At the heart of all product design is a single common theme, creative problem solving. It is the process and thinking which makes all those processes and products work. Humans have always been problem solvers, when we are children, we spend all day playing as we work out just what the world is. History is full of people creating and inventing new ways to solve problems people had.

Whether you work in software or hardware, business or government, system or process. we all begin the same way. Someone somewhere has a problem and we are the people who are going to solve it. That is why I got into this field in the first place. I wanted to solve problems for people.

Back when I first started working in user experience (UX), I came in from a marketing graphic designer job. The problems I was facing in that role were mostly what colours and pictures would convince someone to click on the ad banner, or how best to lay out a flyer. Now, I was having to deal with how users interact with a system and product.

So, when presented with the first lot of client work, I got underway doing what I did best, designing up some interfaces for it and getting client approval. Nothing out of the ordinary, but when it came time for the people at the other end, the users themselves to play with it, things started to come apart. They didn’t understand what I had made, it took them a few tries to do simple tasks. Sure they liked the look of it, but they soon got frustrated with the experience. Now at first, I boiled that down to ‘The users are stupid!’ and moved on. Oh, how wrong I was.

More projects came through and while we got the results we wanted, there was something missing, it didn’t feel right. The users should be happy with the end result. I decided this was a failing on my own side of the fence and decided I needed to improve myself and regain my confidence. That’s when I found a book by David Kelly from IDEO called ‘Creative Confidence’ and my mind was opened into the world of Design Thinking.

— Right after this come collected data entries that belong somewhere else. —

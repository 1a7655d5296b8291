//! Allowlist registry
//!
//! Static declaration of which tables, columns and operations the generic
//! read path may touch. Loaded once from a TOML file:
//!
//! ```toml
//! [tables.assignments]
//! operations = ["read"]
//! columns = ["entity_id", "node_id", "proficiency_level", "version", "updated_at"]
//!
//! [tables.hierarchy_subtree]
//! operations = ["read"]
//! columns = "all"
//! procedure = { name = "sg_hierarchy_subtree", params = ["root_id"] }
//! ```
//!
//! A table with a `procedure` is served by that named server-side procedure;
//! every other table is read with a direct parameterized `SELECT`.
//!
//! Every table, column and procedure name must match `^[A-Za-z_][A-Za-z0-9_]*$`
//! (at most 63 characters) before it can be interpolated into query text.

use figment::{
    providers::{Env, Format, Toml},
    Figment,
};
use regex::Regex;
use serde::{Deserialize, Serialize};
use std::collections::{BTreeMap, BTreeSet, HashMap, HashSet};
use std::path::Path;
use thiserror::Error;

use crate::error::GatewayError;

const IDENTIFIER_PATTERN: &str = r"^[A-Za-z_][A-Za-z0-9_]{0,62}$";

/// Operation a table may be reached with
#[derive(Debug, Clone, Copy, PartialEq, Eq, Hash, Serialize, Deserialize)]
#[serde(rename_all = "lowercase")]
pub enum Operation {
    Read,
    Insert,
    Update,
    Delete,
}

impl Operation {
    pub fn as_str(&self) -> &'static str {
        match self {
            Self::Read => "read",
            Self::Insert => "insert",
            Self::Update => "update",
            Self::Delete => "delete",
        }
    }
}

#[derive(Debug, Error, Clone, PartialEq, Eq)]
pub enum AllowlistError {
    #[error("Table '{0}' is not allowlisted")]
    UnknownTable(String),

    #[error("Operation '{operation}' is not permitted on table '{table}'")]
    OperationDenied { table: String, operation: String },

    #[error("Columns not allowlisted on table '{table}': {}", columns.join(", "))]
    ColumnsDenied { table: String, columns: Vec<String> },

    #[error("Invalid identifier(s): {}", .0.join(", "))]
    InvalidIdentifier(Vec<String>),

    #[error("Invalid allowlist configuration: {0}")]
    InvalidConfig(String),
}

impl From<AllowlistError> for GatewayError {
    fn from(err: AllowlistError) -> Self {
        match err {
            AllowlistError::ColumnsDenied { ref columns, .. } => {
                let columns = columns.clone();
                GatewayError::permission_denied(err.to_string()).with_offending_columns(columns)
            },
            AllowlistError::UnknownTable(_) | AllowlistError::OperationDenied { .. } => {
                GatewayError::permission_denied(err.to_string())
            },
            AllowlistError::InvalidIdentifier(_) => GatewayError::malformed(err.to_string()),
            AllowlistError::InvalidConfig(_) => GatewayError::backend_unavailable(err.to_string()),
        }
    }
}

// ============================================================================
// File Format
// ============================================================================

/// Raw allowlist file contents
#[derive(Debug, Clone, Default, Deserialize)]
pub struct AllowlistConfig {
    #[serde(default)]
    pub tables: BTreeMap<String, TableRule>,
}

#[derive(Debug, Clone, Deserialize)]
pub struct TableRule {
    #[serde(default = "default_operations")]
    pub operations: Vec<Operation>,
    #[serde(default)]
    pub columns: ColumnsRule,
    #[serde(default)]
    pub procedure: Option<ProcedureRule>,
}

fn default_operations() -> Vec<Operation> {
    vec![Operation::Read]
}

/// `"all"` or an explicit list of column names
#[derive(Debug, Clone, Deserialize)]
#[serde(untagged)]
pub enum ColumnsRule {
    Keyword(String),
    List(Vec<String>),
}

impl Default for ColumnsRule {
    fn default() -> Self {
        Self::Keyword("all".to_string())
    }
}

#[derive(Debug, Clone, Deserialize)]
pub struct ProcedureRule {
    pub name: String,
    /// Filter keys bound, in order, as the procedure's arguments
    #[serde(default)]
    pub params: Vec<String>,
}

// ============================================================================
// Registry
// ============================================================================

/// Columns a table exposes
#[derive(Debug, Clone, PartialEq, Eq)]
pub enum ColumnSet {
    All,
    Only(BTreeSet<String>),
}

impl ColumnSet {
    fn permits(&self, column: &str) -> bool {
        match self {
            Self::All => true,
            Self::Only(columns) => columns.contains(column),
        }
    }

    /// Explicit projection for a read that names no columns
    pub fn projection(&self) -> Option<Vec<String>> {
        match self {
            Self::All => None,
            Self::Only(columns) => Some(columns.iter().cloned().collect()),
        }
    }
}

/// Named server-side procedure serving a table
#[derive(Debug, Clone, PartialEq, Eq)]
pub struct ProcedureRoute {
    pub name: String,
    pub params: Vec<String>,
}

/// How reads of a table are served
#[derive(Debug, Clone, PartialEq, Eq)]
pub enum TableRoute {
    Direct,
    Procedure(ProcedureRoute),
}

#[derive(Debug, Clone)]
pub struct TablePolicy {
    pub name: String,
    pub operations: HashSet<Operation>,
    pub columns: ColumnSet,
    pub route: TableRoute,
}

/// Immutable allowlist, built once at startup
#[derive(Debug, Clone)]
pub struct AllowlistRegistry {
    tables: HashMap<String, TablePolicy>,
    identifier: Regex,
}

impl AllowlistRegistry {
    /// Load from a TOML file, with `SKILLGATE_ALLOWLIST_` environment overrides
    pub fn load(path: &Path) -> Result<Self, AllowlistError> {
        if !path.exists() {
            return Err(AllowlistError::InvalidConfig(format!(
                "allowlist file {} does not exist",
                path.display()
            )));
        }

        let config: AllowlistConfig = Figment::new()
            .merge(Toml::file(path))
            .merge(Env::prefixed("SKILLGATE_ALLOWLIST_").split("__"))
            .extract()
            .map_err(|e| AllowlistError::InvalidConfig(e.to_string()))?;

        let registry = Self::from_config(config)?;
        tracing::info!(
            path = %path.display(),
            tables = registry.tables.len(),
            "Allowlist registry loaded"
        );
        Ok(registry)
    }

    pub fn from_toml_str(toml: &str) -> Result<Self, AllowlistError> {
        let config: AllowlistConfig = Figment::new()
            .merge(Toml::string(toml))
            .extract()
            .map_err(|e| AllowlistError::InvalidConfig(e.to_string()))?;
        Self::from_config(config)
    }

    pub fn from_config(config: AllowlistConfig) -> Result<Self, AllowlistError> {
        let identifier = Regex::new(IDENTIFIER_PATTERN)
            .map_err(|e| AllowlistError::InvalidConfig(e.to_string()))?;

        let mut tables = HashMap::with_capacity(config.tables.len());

        for (name, rule) in config.tables {
            let mut invalid: Vec<String> = Vec::new();
            if !identifier.is_match(&name) {
                invalid.push(name.clone());
            }

            let columns = match rule.columns {
                ColumnsRule::Keyword(keyword) if keyword.eq_ignore_ascii_case("all") => {
                    ColumnSet::All
                },
                ColumnsRule::Keyword(other) => {
                    return Err(AllowlistError::InvalidConfig(format!(
                        "table '{name}': columns must be \"all\" or a list, got \"{other}\""
                    )));
                },
                ColumnsRule::List(list) => {
                    invalid.extend(list.iter().filter(|c| !identifier.is_match(c)).cloned());
                    ColumnSet::Only(list.into_iter().collect())
                },
            };

            let route = match rule.procedure {
                Some(procedure) => {
                    if !identifier.is_match(&procedure.name) {
                        invalid.push(procedure.name.clone());
                    }
                    invalid.extend(
                        procedure.params.iter().filter(|p| !identifier.is_match(p)).cloned(),
                    );
                    TableRoute::Procedure(ProcedureRoute {
                        name: procedure.name,
                        params: procedure.params,
                    })
                },
                None => TableRoute::Direct,
            };

            if !invalid.is_empty() {
                return Err(AllowlistError::InvalidConfig(format!(
                    "table '{name}': invalid identifiers {}",
                    invalid.join(", ")
                )));
            }

            tables.insert(
                name.clone(),
                TablePolicy {
                    name,
                    operations: rule.operations.into_iter().collect(),
                    columns,
                    route,
                },
            );
        }

        if tables.is_empty() {
            tracing::warn!("Allowlist registry is empty - every generic read will be denied");
        }

        Ok(Self { tables, identifier })
    }

    pub fn is_valid_identifier(&self, name: &str) -> bool {
        self.identifier.is_match(name)
    }

    pub fn is_permitted(&self, table: &str, columns: &[String], operation: Operation) -> bool {
        self.check(table, columns, operation).is_ok()
    }

    /// Resolve the policy for `table`, rejecting anything not declared
    ///
    /// Identifier syntax is checked first so that no unvetted name is echoed
    /// back into a query. Rejected columns are enumerated in the error.
    pub fn check(
        &self,
        table: &str,
        columns: &[String],
        operation: Operation,
    ) -> Result<&TablePolicy, AllowlistError> {
        let invalid: Vec<String> = std::iter::once(table)
            .chain(columns.iter().map(String::as_str))
            .filter(|name| !self.identifier.is_match(name))
            .map(str::to_string)
            .collect();
        if !invalid.is_empty() {
            return Err(AllowlistError::InvalidIdentifier(invalid));
        }

        let policy = self
            .tables
            .get(table)
            .ok_or_else(|| AllowlistError::UnknownTable(table.to_string()))?;

        if !policy.operations.contains(&operation) {
            return Err(AllowlistError::OperationDenied {
                table: table.to_string(),
                operation: operation.as_str().to_string(),
            });
        }

        let denied: Vec<String> = columns
            .iter()
            .filter(|c| !policy.columns.permits(c))
            .cloned()
            .collect::<BTreeSet<_>>()
            .into_iter()
            .collect();
        if !denied.is_empty() {
            return Err(AllowlistError::ColumnsDenied {
                table: table.to_string(),
                columns: denied,
            });
        }

        Ok(policy)
    }

    pub fn tables(&self) -> impl Iterator<Item = &TablePolicy> {
        self.tables.values()
    }
}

You may assume that Design Thinking is ‘How do be a better visual designer’ but in truth it is a mindset and methodology for everyone who is trying to solve problems. To approach it from a human-centred angle and shift thinking towards thinking in the problem space, not the solutions space.

Suddenly I understood what I was doing wrong and had a massive shift in focus towards the users and not the product. From then projects began to land better with users, they started getting our design decisions. I’ve written an article that goes into more depth about what Design Thinking is, but here are the mindsets that helped turn not only myself, but our team into one that delivers value and happy users time and again.

Learn from failure

Most of us have a natural fear of failure. Its instilled in us from a young age to do our best and succeed. This can be a dangerous attitude to have during product scope. It closes your mind to the possibilities of innovation. Failure is a powerful tool to help us learn and grow. Understanding not every idea is going to work, and not everything we try is going to be successful is the first step.

During the lock-down period our team decided to have a cooking competition. A lighthearted way to eat better and be creative. We picked an ingredient and set a deadline. I’ve always challenged myself to cook better and more interesting things as a hobby, learning how the professionals did it. At the start of the year I challenged myself to pick up the plating skill of being artistic with my presentation of food. So naturally I saw this cook off as a chance to put that into practice.

Lots of planning and investigating into what I could make and how to present it went on, and when I finally had something I didn’t mind, I cooked it up and threw it in the ring. I was pretty proud with my first go and was a bit experimental with the result. When I found out a professional chef who had worked in high class restaurants was to judge it and saw his comments of my dish being ‘ something that should never be put together ever again.’ I was gutted. But I learnt from that and was determined come back swinging. I tried something my own way and it didn’t work out.

Just like my attempts at cooking, product design is no different. Failure is an inherent part of the process, and it is there we can make our biggest learnings on how we can do better and better. Keep trying, keep asking, keep testing, keep building until you find success. Let the ideas which failed be the drive to push the team forward.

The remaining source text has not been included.